1. Alternate between using haadmin and kill -9'ing the Namenode. We shouldn't see a difference here, but it would be nice to test coordinated failover and automatic failover
As I mentioned to Keith Turner in the review, doing this will require a heuristic. We can ask the HDSF admin tools for the hostname corresponding to the namenode id, but picking out the namenode process will be version dependent. I think he and I agreed that that sort of thing was better left to something like BigTop, since it attempts to work across projects.
2. Some more validation before anything else: Can the user sudo to the hdfs admin user as they claim?
opened as ACCUMULO-1982 about using sudo to users generally.

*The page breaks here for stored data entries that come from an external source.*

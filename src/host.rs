//! Host Collaborators
//!
//! The RCON server runs embedded in a larger application. Everything it
//! needs from that application goes through the traits in this module:
//!
//! - [`CommandExecutor`] runs a command string and writes its output into a
//!   [`ResponseSink`]
//! - [`Notifier`] fans a one-line notice out to privileged observers
//! - [`Translator`] resolves translatable output lines
//! - [`HostControl`] shuts the host down after a `stop` command
//!
//! [`Host`] bundles them for [`crate::server::RconServer::bind`].

use crate::session::ResponseSink;
use async_trait::async_trait;
use std::sync::Arc;
use thiserror::Error;

/// A command failed while executing inside the host.
#[derive(Debug, Error)]
#[error("{message}")]
pub struct ExecutorError {
    message: String,
}

impl ExecutorError {
    pub fn new(message: impl Into<String>) -> Self {
        Self {
            message: message.into(),
        }
    }
}

/// Executes command lines on behalf of an authenticated RCON client.
#[async_trait]
pub trait CommandExecutor: Send + Sync {
    /// Runs `command`, writing any output into `sink`.
    ///
    /// Returns `Ok(true)` when a matching command existed and ran,
    /// `Ok(false)` when no such command exists.
    async fn execute(&self, sink: &mut ResponseSink, command: &str) -> Result<bool, ExecutorError>;
}

/// Delivers notices to observers holding a permission.
pub trait Notifier: Send + Sync {
    fn notify(&self, permission: &str, message: &str);
}

/// Looks up translations for [`crate::session::OutputLine::Translatable`].
pub trait Translator: Send + Sync {
    fn translate(&self, key: &str, locale: &str) -> Option<String>;
}

/// Lets the server ask the host to shut down.
pub trait HostControl: Send + Sync {
    fn shutdown(&self);
}

/// A notifier that drops every notice.
#[derive(Debug, Default, Clone, Copy)]
pub struct NoopNotifier;

impl Notifier for NoopNotifier {
    fn notify(&self, _permission: &str, _message: &str) {}
}

/// A translator without any translations; lines fall back to their key.
#[derive(Debug, Default, Clone, Copy)]
pub struct NoTranslations;

impl Translator for NoTranslations {
    fn translate(&self, _key: &str, _locale: &str) -> Option<String> {
        None
    }
}

/// Host control that ignores shutdown requests.
#[derive(Debug, Default, Clone, Copy)]
pub struct NoopHostControl;

impl HostControl for NoopHostControl {
    fn shutdown(&self) {}
}

/// Everything the server borrows from the embedding application.
#[derive(Clone)]
pub struct Host {
    pub executor: Arc<dyn CommandExecutor>,
    pub notifier: Arc<dyn Notifier>,
    pub translator: Arc<dyn Translator>,
    pub control: Arc<dyn HostControl>,
    /// Primary locale for rendering translatable output
    pub locale: String,
}

impl Host {
    /// Creates a host around `executor` with no-op collaborators.
    pub fn new(executor: Arc<dyn CommandExecutor>) -> Self {
        Self {
            executor,
            notifier: Arc::new(NoopNotifier),
            translator: Arc::new(NoTranslations),
            control: Arc::new(NoopHostControl),
            locale: crate::session::FALLBACK_LOCALE.to_string(),
        }
    }

    pub fn with_notifier(mut self, notifier: Arc<dyn Notifier>) -> Self {
        self.notifier = notifier;
        self
    }

    pub fn with_translator(mut self, translator: Arc<dyn Translator>) -> Self {
        self.translator = translator;
        self
    }

    pub fn with_control(mut self, control: Arc<dyn HostControl>) -> Self {
        self.control = control;
        self
    }

    pub fn with_locale(mut self, locale: impl Into<String>) -> Self {
        self.locale = locale.into();
        self
    }
}

impl std::fmt::Debug for Host {
    fn fmt(&self, f: &mut std::fmt::Formatter<'_>) -> std::fmt::Result {
        f.debug_struct("Host").field("locale", &self.locale).finish_non_exhaustive()
    }
}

Do the executables (hdfs, sudo) exist?
The existing tests for executability should cover this, no? Or are you looking for more specific error messages?
Does the namespace provided exist (or can we find any namespaces if we're using all of them)?
Both of these cases are handled by the current error checking. the error message for the former is confusing (the message complains of a missing configuration value).
Can we find namenodes for the namespaces configured?
This is covered in the current error handling.
The only other thing I'm curious about is when the script tries to choose an random namenode to make active, could we ever get in that block while ZFKC is in the middle of transition? In other words, is it possible to have no active namenodes while automatic failover is happening and we get an error because we try to force the transition?
Yes, this is certainly possible. As things currently are, we'll simply log a message that this happened and try again the next time around. I couldn't think of anything else worth doing in that case.
Note that it's also possible for an automatic failover to have changed which namenode is active while we are in the block that says to use the failover command. In that case, if there are only 2 namenodes we'll just do a no-op failover that says everything went fine. If Hadoop adds more than 2 namenodes per nameservice in the future, then I don't know what it will do but I know we'll log it and try again later.